Give every entry again, exactly.
━━━━━━
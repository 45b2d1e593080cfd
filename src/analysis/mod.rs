pub mod dispersion;
pub mod movement;
pub mod ordering;
pub mod ranking;
use crate::commands::db::SqliteStore;
use crate::commands::publication::{RankingPublicationService, RankingSources};
use crate::commands::settings::load_effective_settings;
use crate::error::RankingError;
use crate::models::ranking::Preview;
use crate::models::snapshot::{
    PositionChange, PublishResult, RankingSnapshot, SnapshotPayload, SnapshotSummary,
};
use std::sync::Arc;

/// Shared handle the command functions run against.
#[derive(Clone)]
pub struct RankingState {
    service: Arc<RankingPublicationService>,
}

impl RankingState {
    pub fn new(service: RankingPublicationService) -> Self {
        RankingState {
            service: Arc::new(service),
        }
    }

    pub fn service(&self) -> &RankingPublicationService {
        &self.service
    }
}

/// Load settings, install logging and open the SQLite store under `data_dir`.
pub fn open_ranking_state(data_dir: &str) -> Result<(RankingState, Arc<SqliteStore>), String> {
    let settings = load_effective_settings(data_dir)?;
    crate::init_logging(settings.log_level);

    let store = Arc::new(SqliteStore::open(data_dir).map_err(|e| format!("DB error: {e}"))?);
    let service = RankingPublicationService::new(RankingSources::from_store(store.clone()), settings);
    log::debug!("ranking state opened at {data_dir}");

    Ok((RankingState::new(service), store))
}

pub async fn preview_ranking(
    state: &RankingState,
    hackathon_id: i64,
    allow_missing_votes: bool,
) -> Result<Preview, String> {
    run_blocking(state, move |service| service.preview(hackathon_id, allow_missing_votes))
        .await
        .map_err(|e| e.to_string())
}

pub async fn publish_ranking(
    state: &RankingState,
    hackathon_id: i64,
    allow_missing_votes: bool,
    actor_id: String,
    motivation: Option<String>,
) -> PublishResult {
    let outcome = run_blocking(state, move |service| {
        service.publish(hackathon_id, allow_missing_votes, &actor_id, motivation.as_deref())
    })
    .await;

    match outcome {
        Ok(published) => PublishResult {
            success: true,
            snapshot_id: Some(published.snapshot_id),
            version: Some(published.version),
            ..PublishResult::default()
        },
        Err(e) => PublishResult {
            success: false,
            error_code: Some(e.code().to_string()),
            message: Some(e.message().to_string()),
            ..PublishResult::default()
        },
    }
}

pub async fn list_ranking_snapshots(
    state: &RankingState,
    hackathon_id: i64,
) -> Result<Vec<SnapshotSummary>, String> {
    run_blocking(state, move |service| service.list_snapshots(hackathon_id))
        .await
        .map_err(|e| e.to_string())
}

pub async fn get_ranking_snapshot(
    state: &RankingState,
    hackathon_id: i64,
    version: i64,
) -> Result<Option<RankingSnapshot>, String> {
    run_blocking(state, move |service| service.get_snapshot(hackathon_id, version))
        .await
        .map_err(|e| e.to_string())
}

pub async fn replay_ranking_snapshot(
    state: &RankingState,
    hackathon_id: i64,
    version: i64,
) -> Result<SnapshotPayload, String> {
    run_blocking(state, move |service| service.replay_snapshot(hackathon_id, version))
        .await
        .map_err(|e| e.to_string())
}

pub async fn compare_ranking_snapshots(
    state: &RankingState,
    hackathon_id: i64,
    from_version: i64,
    to_version: i64,
) -> Result<Vec<PositionChange>, String> {
    run_blocking(state, move |service| {
        service.compare_snapshots(hackathon_id, from_version, to_version)
    })
    .await
    .map_err(|e| e.to_string())
}

// SQLite calls block, so the service runs on tokio's blocking pool.
async fn run_blocking<T, F>(state: &RankingState, task: F) -> Result<T, RankingError>
where
    T: Send + 'static,
    F: FnOnce(&RankingPublicationService) -> Result<T, RankingError> + Send + 'static,
{
    let service = state.service.clone();
    tokio::task::spawn_blocking(move || task(&*service))
        .await
        .map_err(|e| RankingError::Internal(format!("Ranking task failed: {e}")))?
}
━━━━━━
Answer to the problem:
repository 45b2d1e593080cfd
filename src/analysis/mod.rs
pub mod dispersion;
pub mod movement;
pub mod ordering;
pub mod ranking;
use crate::commands::db::SqliteStore;
use crate::commands::publication::{RankingPublicationService, RankingSources};
use crate::commands::settings::load_effective_settings;
use crate::error::RankingError;
use crate::models::ranking::Preview;
use crate::models::snapshot::{
    PositionChange, PublishResult, RankingSnapshot, SnapshotPayload, SnapshotSummary,
};
use std::sync::Arc;

/// Shared handle the command functions run against.
#[derive(Clone)]
pub struct RankingState {
    service: Arc<RankingPublicationService>,
}

impl RankingState {
    pub fn new(service: RankingPublicationService) -> Self {
        RankingState {
            service: Arc::new(service),
        }
    }

    pub fn service(&self) -> &RankingPublicationService {
        &self.service
    }
}

/// Load settings, install logging and open the SQLite store under `data_dir`.
pub fn open_ranking_state(data_dir: &str) -> Result<(RankingState, Arc<SqliteStore>), String> {
    let settings = load_effective_settings(data_dir)?;
    crate::init_logging(settings.log_level);

    let store = Arc::new(SqliteStore::open(data_dir).map_err(|e| format!("DB error: {e}"))?);
    let service = RankingPublicationService::new(RankingSources::from_store(store.clone()), settings);
    log::debug!("ranking state opened at {data_dir}");

    Ok((RankingState::new(service), store))
}

pub async fn preview_ranking(
    state: &RankingState,
    hackathon_id: i64,
    allow_missing_votes: bool,
) -> Result<Preview, String> {
    run_blocking(state, move |service| service.preview(hackathon_id, allow_missing_votes))
        .await
        .map_err(|e| e.to_string())
}

pub async fn publish_ranking(
    state: &RankingState,
    hackathon_id: i64,
    allow_missing_votes: bool,
    actor_id: String,
    motivation: Option<String>,
) -> PublishResult {
    let outcome = run_blocking(state, move |service| {
        service.publish(hackathon_id, allow_missing_votes, &actor_id, motivation.as_deref())
    })
    .await;

    match outcome {
        Ok(published) => PublishResult {
            success: true,
            snapshot_id: Some(published.snapshot_id),
            version: Some(published.version),
            ..PublishResult::default()
        },
        Err(e) => PublishResult {
            success: false,
            error_code: Some(e.code().to_string()),
            message: Some(e.message().to_string()),
            ..PublishResult::default()
        },
    }
}

pub async fn list_ranking_snapshots(
    state: &RankingState,
    hackathon_id: i64,
) -> Result<Vec<SnapshotSummary>, String> {
    run_blocking(state, move |service| service.list_snapshots(hackathon_id))
        .await
        .map_err(|e| e.to_string())
}

pub async fn get_ranking_snapshot(
    state: &RankingState,
    hackathon_id: i64,
    version: i64,
) -> Result<Option<RankingSnapshot>, String> {
    run_blocking(state, move |service| service.get_snapshot(hackathon_id, version))
        .await
        .map_err(|e| e.to_string())
}

pub async fn replay_ranking_snapshot(
    state: &RankingState,
    hackathon_id: i64,
    version: i64,
) -> Result<SnapshotPayload, String> {
    run_blocking(state, move |service| service.replay_snapshot(hackathon_id, version))
        .await
        .map_err(|e| e.to_string())
}

pub async fn compare_ranking_snapshots(
    state: &RankingState,
    hackathon_id: i64,
    from_version: i64,
    to_version: i64,
) -> Result<Vec<PositionChange>, String> {
    run_blocking(state, move |service| {
        service.compare_snapshots(hackathon_id, from_version, to_version)
    })
    .await
    .map_err(|e| e.to_string())
}

// SQLite calls block, so the service runs on tokio's blocking pool.
async fn run_blocking<T, F>(state: &RankingState, task: F) -> Result<T, RankingError>
where
    T: Send + 'static,
    F: FnOnce(&RankingPublicationService) -> Result<T, RankingError> + Send + 'static,
{
    let service = state.service.clone();
    tokio::task::spawn_blocking(move || task(&*service))
        .await
        .map_err(|e| RankingError::Internal(format!("Ranking task failed: {e}")))?
}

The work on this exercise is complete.